I did finally begin delving into a book Debby gave me at Christmas: The Lost Book of Herbal Remedies, but this is what happened with my brain: anxiety and unease at work. We need to look more to nature for ways to maintain good health. Not to replace medicine, which I still trust more than the self-annointed experts who will…no. Don’t go there. But maybe for some of those who’re losing their healthcare benefits, these ideas might help. Of course, books are expensive, herbs and how to grow and care for them and what they’re good for need to be balanced with each other and with everyone’s particular needs and health challenges, but there is the Internet–and all that’s expensive, too, and maybe out of reach of the very people who need them. But we still have public libraries for consulting books and being more informed, and anyone can go in for free, be out of the weather, and make use of that for no charge… At least for now, because that’s on their agenda, too, taking away learning resources that are available to anyone, at no charge. After all, an ignorant population is on their GOALS LIST, as anyone paying attention instead of playing ostrich (“if I don’t see it, hear it, acknowledge it, it isn’t real”) can conclude. For all I know, our future library shelves will contain only one continuing series called “MY BIG BEAUTIFUL BILL,” “MY BIG BEAUTIFUL NUCLEAR WAR,” “MY BIG BEAUTIFUL REWRITE OF THE HANDMAID’S TALE,” “MY BIG BEAUTIFUL PRISON SYSTEMS FOR ISOLATING AND EXPLOITING ANYONE WHO DISAGREED WITH ME, INSULTED ME, OR DIDN’T BUY MY BIG BEAUTIFUL IDEAS, BITCOINS, AND CHANCES TO MEET ME…”

I remember reading “A Christmas Carol,” and Scrooge demanding to know, “Are there no prisons… Are there no workhouses… Have they no refuge or resource?” Does anyone know how to hire a few nocturnal ghost visitors? Clearly, we have plenty of Bob Cratchits and Tiny Tims, along with the children “Ignorance” and “Want” to show us how humanity is suffering from greed, indifference, exploitation, division, and hate.

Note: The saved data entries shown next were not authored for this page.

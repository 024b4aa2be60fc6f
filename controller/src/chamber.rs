use std::{cell::RefCell, rc::Rc};

use fermenter_common::{ActuatorSink, OutputChannel, SensorReading, SensorSource};

const AMBIENT_TEMPERATURE_C: f32 = 16.0;
const AMBIENT_HUMIDITY: f32 = 45.0;
/// Fraction of the gap to ambient closed per second through the walls.
const WALL_LEAK_PER_SEC: f32 = 0.002;
/// Extra fraction of the gap closed per second while the fan exchanges air.
const FAN_EXCHANGE_PER_SEC: f32 = 0.02;
const HEATER_C_PER_SEC: f32 = 0.05;
const HUMIDIFIER_PER_SEC: f32 = 0.4;
/// Every Nth read fails, the way a marginal sensor bus drops samples.
const SENSOR_FAILURE_EVERY: u64 = 40;
/// The sensor runs under-volted, so it reads humid and cold.
const RAW_HUMIDITY_BIAS: f32 = 1.0 / 0.85;
const RAW_TEMPERATURE_BIAS_C: f32 = 1.3;

/// First-order model of the enclosure, shared by the simulated sensor and
/// actuators.
#[derive(Debug)]
pub struct Enclosure {
    temperature: f32,
    humidity: f32,
    fan_on: bool,
    heater_on: bool,
    humidifier_on: bool,
    last_ms: Option<u64>,
}

impl Default for Enclosure {
    fn default() -> Self {
        Self {
            temperature: AMBIENT_TEMPERATURE_C,
            humidity: 70.0,
            fan_on: false,
            heater_on: false,
            humidifier_on: false,
            last_ms: None,
        }
    }
}

impl Enclosure {
    pub fn shared() -> Rc<RefCell<Self>> {
        Rc::new(RefCell::new(Self::default()))
    }

    pub fn advance(&mut self, now_ms: u64) {
        let dt = match self.last_ms {
            Some(last) => now_ms.saturating_sub(last) as f32 / 1_000.0,
            None => 0.0,
        };
        self.last_ms = Some(now_ms);

        let mut exchange = WALL_LEAK_PER_SEC;
        if self.fan_on {
            exchange += FAN_EXCHANGE_PER_SEC;
        }
        let exchange = (exchange * dt).min(1.0);

        self.temperature += (AMBIENT_TEMPERATURE_C - self.temperature) * exchange;
        self.humidity += (AMBIENT_HUMIDITY - self.humidity) * exchange;
        if self.heater_on {
            self.temperature += HEATER_C_PER_SEC * dt;
        }
        if self.humidifier_on {
            self.humidity += HUMIDIFIER_PER_SEC * dt;
        }
        self.humidity = self.humidity.clamp(0.0, 100.0);
    }
}

pub struct SimulatedSensor {
    enclosure: Rc<RefCell<Enclosure>>,
    reads: u64,
}

impl SimulatedSensor {
    pub fn new(enclosure: Rc<RefCell<Enclosure>>) -> Self {
        Self {
            enclosure,
            reads: 0,
        }
    }
}

impl SensorSource for SimulatedSensor {
    fn read(&mut self) -> SensorReading {
        self.reads = self.reads.wrapping_add(1);
        if self.reads % SENSOR_FAILURE_EVERY == 0 {
            return SensorReading::default();
        }

        let enclosure = self.enclosure.borrow();
        SensorReading {
            temperature: Some(enclosure.temperature + RAW_TEMPERATURE_BIAS_C),
            humidity: Some((enclosure.humidity * RAW_HUMIDITY_BIAS).min(100.0)),
        }
    }
}

pub struct SimulatedOutputs {
    enclosure: Rc<RefCell<Enclosure>>,
}

impl SimulatedOutputs {
    pub fn new(enclosure: Rc<RefCell<Enclosure>>) -> Self {
        Self { enclosure }
    }
}

impl ActuatorSink for SimulatedOutputs {
    fn set_output(&mut self, channel: OutputChannel, on: bool) {
        let mut enclosure = self.enclosure.borrow_mut();
        match channel {
            OutputChannel::Fan => enclosure.fan_on = on,
            OutputChannel::Heater => enclosure.heater_on = on,
            OutputChannel::Humidifier => enclosure.humidifier_on = on,
        }
    }
}
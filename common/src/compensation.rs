//! Corrections for a humidity/temperature sensor powered below its nominal
//! supply voltage, and folding of raw samples into [`ControlState`].

use crate::{
    config::{Calibration, SENSOR_READ_INTERVAL_MS},
    types::{ControlState, SensorReading},
};

/// Undo the upward humidity bias of an under-volted sensor.
///
/// Invalid input (`None` or NaN) passes through as `None`. The result is
/// always within `0.0..=100.0`.
pub fn compensate_humidity(raw: Option<f32>, calibration: &Calibration) -> Option<f32> {
    let raw = raw.filter(|value| !value.is_nan())?;

    let mut corrected = raw * calibration.humidity_factor;
    if raw > calibration.humidity_knee {
        let points_above = raw - calibration.humidity_knee;
        corrected -= corrected * calibration.humidity_saturation_per_point * points_above;
    }
    Some(corrected.clamp(0.0, 100.0))
}

/// Apply the fixed offset and the supply-voltage ratio term. Not clamped.
pub fn compensate_temperature(raw: Option<f32>, calibration: &Calibration) -> Option<f32> {
    let raw = raw.filter(|value| !value.is_nan())?;

    let ratio = 1.0 - calibration.supply_voltage / calibration.nominal_voltage;
    Some(raw + calibration.temperature_offset_c + ratio * calibration.voltage_ratio_gain_c)
}

pub fn sensor_read_due(state: &ControlState, now_ms: u64) -> bool {
    state
        .last_sensor_read_ms
        .map(|last| now_ms.saturating_sub(last) >= SENSOR_READ_INTERVAL_MS)
        .unwrap_or(true)
}

/// Fold a raw sample into the state.
///
/// A failed read clears `sensor_valid` but keeps the last good values so they
/// are never mistaken for zero.
#[must_use]
pub fn apply_sensor_reading(
    state: &ControlState,
    reading: SensorReading,
    calibration: &Calibration,
    now_ms: u64,
) -> ControlState {
    let mut next = *state;
    next.last_sensor_read_ms = Some(now_ms);

    let temperature = compensate_temperature(reading.temperature, calibration)
        .filter(|value| value.is_finite());
    let humidity = compensate_humidity(reading.humidity, calibration);

    match (temperature, humidity) {
        (Some(temperature), Some(humidity)) => {
            next.temperature = Some(temperature);
            next.humidity = Some(humidity);
            next.sensor_valid = true;
        }
        _ => next.sensor_valid = false,
    }
    next
}

#[cfg(test)]
mod tests {
    use super::*;

    fn close(a: f32, b: f32) -> bool {
        (a - b).abs() < 1e-3
    }

    #[test]
    fn humidity_scaled_below_knee() {
        let corrected = compensate_humidity(Some(50.0), &Calibration::default()).unwrap();
        assert!(close(corrected, 42.5), "got {corrected}");
    }

    #[test]
    fn humidity_saturation_correction_above_knee() {
        // 80 * 0.85 = 68, then 20 points above the knee remove 20 %.
        let corrected = compensate_humidity(Some(80.0), &Calibration::default()).unwrap();
        assert!(close(corrected, 54.4), "got {corrected}");
    }

    #[test]
    fn humidity_stays_in_percent_range() {
        let calibration = Calibration::default();
        for raw in 0..=100 {
            let corrected = compensate_humidity(Some(raw as f32), &calibration).unwrap();
            assert!((0.0..=100.0).contains(&corrected), "raw {raw} -> {corrected}");
        }
        assert_eq!(compensate_humidity(Some(-4.0), &calibration), Some(0.0));
    }

    #[test]
    fn invalid_readings_pass_through() {
        let calibration = Calibration::default();
        assert_eq!(compensate_humidity(None, &calibration), None);
        assert_eq!(compensate_temperature(None, &calibration), None);
        assert_eq!(compensate_humidity(Some(f32::NAN), &calibration), None);
        assert_eq!(compensate_temperature(Some(f32::NAN), &calibration), None);
    }

    #[test]
    fn temperature_offset_and_voltage_term() {
        // -1.5 + (1 - 3.0 / 3.3) * 2.0 = -1.31818
        let corrected = compensate_temperature(Some(20.0), &Calibration::default()).unwrap();
        assert!(close(corrected, 18.6818), "got {corrected}");

        let below_zero = compensate_temperature(Some(-30.0), &Calibration::default()).unwrap();
        assert!(close(below_zero, -31.3182), "got {below_zero}");
    }

    #[test]
    fn failed_read_keeps_last_good_values() {
        let calibration = Calibration::default();
        let state = apply_sensor_reading(
            &ControlState::default(),
            SensorReading {
                temperature: Some(20.0),
                humidity: Some(50.0),
            },
            &calibration,
            1_000,
        );
        assert!(state.sensor_valid);

        let failed = apply_sensor_reading(
            &state,
            SensorReading {
                temperature: Some(20.0),
                humidity: None,
            },
            &calibration,
            1_500,
        );

        assert!(!failed.sensor_valid);
        assert_eq!(failed.temperature, state.temperature);
        assert_eq!(failed.humidity, state.humidity);
        assert_eq!(failed.last_sensor_read_ms, Some(1_500));
    }

    #[test]
    fn read_due_after_interval() {
        let mut state = ControlState::default();
        assert!(sensor_read_due(&state, 0));

        state.last_sensor_read_ms = Some(1_000);
        assert!(!sensor_read_due(&state, 1_499));
        assert!(sensor_read_due(&state, 1_500));
    }
}
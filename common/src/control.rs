//! Duty decisions for the fan, heater and humidifier.
//!
//! Everything here is a pure function of a [`ControlState`] snapshot. Cooling
//! always wins over drying, and active heating demand keeps the fan at idle so
//! warm air is not exhausted straight away.

use crate::{
    config::{
        HeaterPolicy, FAN_DRYING_BOOST, FAN_DRYING_BOOST_THRESHOLD, FAN_HUMIDITY_SATURATION,
        FAN_PWM_MAX, FAN_PWM_MIN, FAN_TEMP_SATURATION_C, HEATER_PWM_MAX, HEATER_PWM_MIN,
        HEATER_SATURATION_DELTA_C, HUMIDIFIER_DEADBAND, TEMP_THRESHOLD_LOW,
    },
    types::ControlState,
};

/// Linear ramp from `min` at `amount == 0` to `max` at `amount >= span`.
fn ramp(min: u8, max: u8, amount: f32, span: f32) -> u8 {
    let fraction = (amount / span).clamp(0.0, 1.0);
    min + (f32::from(max - min) * fraction) as u8
}

/// Fan duty in `FAN_PWM_MIN..=FAN_PWM_MAX`.
///
/// `humidifier_on` is `None` when no humidifier is fitted. The drying boost is
/// only applied when `include_boost` is set; the status screen passes `false`
/// to show the underlying curve.
pub fn calculate_fan_duty(
    state: &ControlState,
    humidifier_on: Option<bool>,
    include_boost: bool,
) -> u8 {
    let Some((temperature, humidity)) = state.readings() else {
        return FAN_PWM_MIN;
    };

    let temp_excess = temperature - state.target_temperature as f32;
    let hum_excess = humidity - state.target_humidity as f32;
    let temp_deficit = state.target_temperature as f32 - temperature;

    if temp_excess > 0.0 {
        return ramp(FAN_PWM_MIN, FAN_PWM_MAX, temp_excess, FAN_TEMP_SATURATION_C);
    }

    if hum_excess > 0.0 {
        if temp_deficit >= TEMP_THRESHOLD_LOW {
            return FAN_PWM_MIN;
        }

        let duty = ramp(FAN_PWM_MIN, FAN_PWM_MAX, hum_excess, FAN_HUMIDITY_SATURATION);
        let humidifier_idle = humidifier_on == Some(false);
        if include_boost && humidifier_idle && hum_excess > FAN_DRYING_BOOST_THRESHOLD {
            return duty.saturating_add(FAN_DRYING_BOOST).min(FAN_PWM_MAX);
        }
        return duty;
    }

    FAN_PWM_MIN
}

/// Heater duty in `0..=HEATER_PWM_MAX`.
pub fn calculate_heater_duty(state: &ControlState, policy: HeaterPolicy) -> u8 {
    let Some((temperature, humidity)) = state.readings() else {
        return 0;
    };

    let temp_deficit = state.target_temperature as f32 - temperature;

    if policy == HeaterPolicy::HumidityAssist
        && humidity > state.target_humidity as f32
        && temperature <= state.target_temperature as f32
    {
        return HEATER_PWM_MAX;
    }

    if temp_deficit >= TEMP_THRESHOLD_LOW {
        return ramp(
            HEATER_PWM_MIN,
            HEATER_PWM_MAX,
            temp_deficit - TEMP_THRESHOLD_LOW,
            HEATER_SATURATION_DELTA_C - TEMP_THRESHOLD_LOW,
        );
    }
    0
}

/// Humidifier switch with a dead-band of `HUMIDIFIER_DEADBAND` around the target.
///
/// Holds `previous_on` inside the band and while the sensor is invalid.
pub fn calculate_humidifier_on(state: &ControlState, previous_on: bool) -> bool {
    let Some((_, humidity)) = state.readings() else {
        return previous_on;
    };

    let target = state.target_humidity as f32;
    if target - humidity > HUMIDIFIER_DEADBAND {
        true
    } else if humidity - target > HUMIDIFIER_DEADBAND {
        false
    } else {
        previous_on
    }
}
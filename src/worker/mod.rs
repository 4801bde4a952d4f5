//! Worker execution contexts
//!
//! A [`Worker`] owns one [`Partition`] for the duration of a run. It computes
//! its private partial sum and reports exactly once through a fan-in channel
//! shared with every other worker of the group.
//!
//! # Lifecycle
//!
//! 1. **Creation**: `Worker::new()` binds rank, partition, policy and integrand
//! 2. **Execution**: `run()` accumulates, polling the shared stop flag
//! 3. **Report**: `spawn()` sends one [`WorkerReport`] and exits
//!
//! Workers do not share mutable state. The stop flag is written only by the
//! coordinator and read by workers.

use crate::reducer::{accumulate, Contribution, Integrand, Partition, SamplingPolicy};
use crossbeam::channel::Sender;
use std::panic::{self, AssertUnwindSafe};
use std::sync::atomic::{AtomicBool, Ordering};
use std::sync::Arc;
use std::thread::JoinHandle;
use std::time::Instant;

/// The single message a worker sends to the coordinator
#[derive(Debug, Clone, PartialEq)]
pub enum WorkerReport {
    /// Partial sum computed over the whole partition
    Partial(Contribution),
    /// The worker aborted before producing a partial
    Failed { rank: usize, reason: String },
    /// The worker saw the stop flag and gave up
    Cancelled { rank: usize },
}

impl WorkerReport {
    pub fn rank(&self) -> usize {
        match self {
            Self::Partial(c) => c.rank,
            Self::Failed { rank, .. } | Self::Cancelled { rank } => *rank,
        }
    }
}

/// One rank of a reduction run
pub struct Worker {
    partition: Partition,
    policy: SamplingPolicy,
    integrand: Integrand,
    stop_flag: Arc<AtomicBool>,
}

impl Worker {
    pub fn new(
        partition: Partition,
        policy: SamplingPolicy,
        integrand: Integrand,
        stop_flag: Arc<AtomicBool>,
    ) -> Self {
        Self {
            partition,
            policy,
            integrand,
            stop_flag,
        }
    }

    pub fn rank(&self) -> usize {
        self.partition.rank()
    }

    pub fn partition(&self) -> &Partition {
        &self.partition
    }

    /// Accumulate the partition and describe the outcome
    ///
    /// A panic inside the integrand is caught and turned into
    /// [`WorkerReport::Failed`], so the coordinator learns about it right away
    /// instead of waiting for the channel to disconnect.
    pub fn run(&self) -> WorkerReport {
        let rank = self.rank();
        let started = Instant::now();
        tracing::debug!(
            rank,
            start = self.partition.start(),
            end = self.partition.end(),
            policy = %self.policy,
            "worker starting"
        );

        let stop_flag = &self.stop_flag;
        let outcome = panic::catch_unwind(AssertUnwindSafe(|| {
            accumulate(&self.partition, self.policy, &*self.integrand, || {
                stop_flag.load(Ordering::Relaxed)
            })
        }));

        match outcome {
            Ok(Some(value)) => {
                tracing::debug!(
                    rank,
                    value,
                    elapsed_ms = started.elapsed().as_millis() as u64,
                    "worker finished"
                );
                WorkerReport::Partial(Contribution { rank, value })
            }
            Ok(None) => {
                tracing::debug!(rank, "worker cancelled");
                WorkerReport::Cancelled { rank }
            }
            Err(payload) => {
                let reason = panic_message(payload.as_ref());
                tracing::warn!(rank, %reason, "worker panicked");
                WorkerReport::Failed { rank, reason }
            }
        }
    }

    /// Run on a dedicated OS thread and send the report into `tx`
    pub fn spawn(self, tx: Sender<WorkerReport>) -> std::io::Result<JoinHandle<()>> {
        std::thread::Builder::new()
            .name(format!("pireduce-worker-{}", self.rank()))
            .spawn(move || {
                let report = self.run();
                // The coordinator may already have given up and dropped the receiver
                if tx.send(report).is_err() {
                    tracing::debug!(rank = self.rank(), "coordinator gone, report discarded");
                }
            })
    }
}

fn panic_message(payload: &(dyn std::any::Any + Send)) -> String {
    if let Some(s) = payload.downcast_ref::<&str>() {
        format!("worker panicked: {}", s)
    } else if let Some(s) = payload.downcast_ref::<String>() {
        format!("worker panicked: {}", s)
    } else {
        "worker panicked".to_string()
    }
}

You can see why I was doing a lot of breathing. Ultimately, I chose starting my reread of Kimberly Frost’s Southern Witch Novel series, with the first: Would-Be Witch while our four hounds slept quietly with Tom, and Pollock curled up next to me: my comfort, my protector, my link to Tim while he’s away at work. Our friends, family, and animals soothe our restless souls, and Kimberly provided my soft ritual. I laughed, and kept turning pages even when I was tired. I’m so grateful for writers who give us other worlds to escape to.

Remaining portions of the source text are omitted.